▸ **Exercise objective**: Among the entries below, find the lines with the word "ConfessionId" and return them.

──────────────────────────────

use sea_orm_migration::prelude::*;

#[derive(DeriveMigrationName)]
pub struct Migration;

/// The existence check in the vote service only holds for serial requests.
/// This index makes the one-vote-per-(confession, hash) invariant hold
/// under concurrent submissions from the same address too.
#[async_trait::async_trait]
impl MigrationTrait for Migration {
    async fn up(&self, manager: &SchemaManager) -> Result<(), DbErr> {
        manager
            .create_index(
                Index::create()
                    .if_not_exists()
                    .name("idx_votes_confession_ip")
                    .table(Votes::Table)
                    .col(Votes::ConfessionId)
                    .col(Votes::IpHash)
                    .unique()
                    .to_owned(),
            )
            .await?;

        manager
            .create_index(
                Index::create()
                    .if_not_exists()
                    .name("idx_confessions_status_created")
                    .table(Confessions::Table)
                    .col(Confessions::Status)
                    .col(Confessions::CreatedAt)
                    .to_owned(),
            )
            .await
    }

    async fn down(&self, manager: &SchemaManager) -> Result<(), DbErr> {
        manager
            .drop_index(
                Index::drop()
                    .name("idx_confessions_status_created")
                    .table(Confessions::Table)
                    .to_owned(),
            )
            .await?;

        manager
            .drop_index(
                Index::drop()
                    .name("idx_votes_confession_ip")
                    .table(Votes::Table)
                    .to_owned(),
            )
            .await
    }
}

#[derive(DeriveIden)]
enum Votes {
    Table,
    ConfessionId,
    IpHash,
}

#[derive(DeriveIden)]
enum Confessions {
    Table,
    Status,
    CreatedAt,
}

──────────────────────────────

▸ **Expected output**:
                    .col(Votes::ConfessionId)
    ConfessionId,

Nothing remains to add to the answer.